The summing amplifier provides an
output voltage equal to the algebraic sum of the input voltages.

Fig shows an inverting amplifier,
used to sum two input voltages. The input voltages v_{1} and v_{2}
are applied through the resistors R_{1} and R_{2} to the
summing junction (P) and Rf is the feedback resistor. At the point P,

i_{1} + i_{2} =i_{f}

Since the voltage at the point P
is ideally 0

(V_{1}/R_{1}) +
(V_{2}/R_{2}) =(V_{out}/R_{f})

Hence the output voltage,

V_{out}=-[(R_{f}V_{1}/R_{1})
+(R_{f}V_{2}/R_{2}) ]

If R_{1} = R_{2}
= R_{f} = R, then vout = - (v_{1}
+ v_{2})

Hence the output voltage is equal
to the sum of the input voltages and the circuit acts as a summing amplifier.
The negative sign indicates that OP-AMP is used in the inverting mode.

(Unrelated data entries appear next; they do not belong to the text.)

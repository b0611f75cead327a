//! Host-side path policy for file transfers.
//!
//! Uploads read from, and downloads write to, a configured root directory on
//! the host. Every caller-supplied path is resolved against that root and must
//! stay inside it after `.`/`..` normalisation and symlink resolution.

use std::path::{Component, Path, PathBuf};

use super::PathEscapeError;

/// Confines host paths to a single root directory.
#[derive(Debug, Clone)]
pub struct HostPolicy {
    root: PathBuf,
}

impl HostPolicy {
    /// Creates a policy rooted at `root`.
    ///
    /// # Errors
    ///
    /// Returns an error if the root cannot be canonicalized (for example when
    /// it does not exist).
    pub fn new(root: impl AsRef<Path>) -> Result<Self, PathEscapeError> {
        let root = root.as_ref();
        let canonical = dunce::canonicalize(root).map_err(|e| PathEscapeError::InvalidPath {
            path: root.to_path_buf(),
            source: e,
        })?;
        Ok(Self { root: canonical })
    }

    /// The canonical root directory.
    #[must_use]
    pub fn root(&self) -> &Path {
        &self.root
    }

    /// Resolves `relative` under the root.
    ///
    /// The target does not need to exist; its longest existing ancestor is
    /// canonicalized and the remaining components are appended.
    ///
    /// # Errors
    ///
    /// Returns an error if the resolved path is outside the root, or if an
    /// existing ancestor cannot be canonicalized.
    pub fn resolve(&self, relative: &str) -> Result<PathBuf, PathEscapeError> {
        if relative.contains('\0') {
            return Err(PathEscapeError::NulByte);
        }

        let normalized = normalize(&self.root.join(relative));
        let resolved = canonicalize_existing_prefix(&normalized)?;

        if resolved.starts_with(&self.root) {
            Ok(resolved)
        } else {
            Err(PathEscapeError::OutsideRoot {
                target: resolved,
                root: self.root.clone(),
            })
        }
    }
}

fn normalize(path: &Path) -> PathBuf {
    let mut out = PathBuf::new();
    for component in path.components() {
        match component {
            Component::CurDir => {}
            Component::ParentDir => {
                out.pop();
            }
            other => out.push(other.as_os_str()),
        }
    }
    out
}

fn canonicalize_existing_prefix(path: &Path) -> Result<PathBuf, PathEscapeError> {
    let mut existing = path;
    let mut missing = Vec::new();

    loop {
        match dunce::canonicalize(existing) {
            Ok(mut canonical) => {
                for name in missing.iter().rev() {
                    canonical.push(name);
                }
                return Ok(canonical);
            }
            Err(e) if e.kind() == std::io::ErrorKind::NotFound => {
                let (Some(name), Some(parent)) = (existing.file_name(), existing.parent()) else {
                    return Err(PathEscapeError::InvalidPath {
                        path: path.to_path_buf(),
                        source: e,
                    });
                };
                missing.push(name.to_os_string());
                existing = parent;
            }
            Err(e) => {
                return Err(PathEscapeError::InvalidPath {
                    path: path.to_path_buf(),
                    source: e,
                });
            }
        }
    }
}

**(iv)Difference amplifier**

The difference amplifier is shown
in Fig. The output voltage can be obtained by using superposition principle. To
find the output voltage v_{01} due to v_{1} alone, assume that
v_{2} is shorted to ground. Then

V^{+} = R_{2}V_{1
}/ R_{1}+R_{2}

Therefore, with both inputs
present, the output is

V_{0} = V_{01} +
V_{02}

= (R_{3}+R_{4 / }R_{3})
(R_{2}/R_{1}+R_{2}) V_{1
} - (R_{4}/R_{3})V_{2}

If R_{1} = R_{2}
= R_{3} = R_{4} = R

then vo = v_{1} - v_{2}

If all the external resistors are
equal, the voltage difference amplifier functions as a voltage subtractor.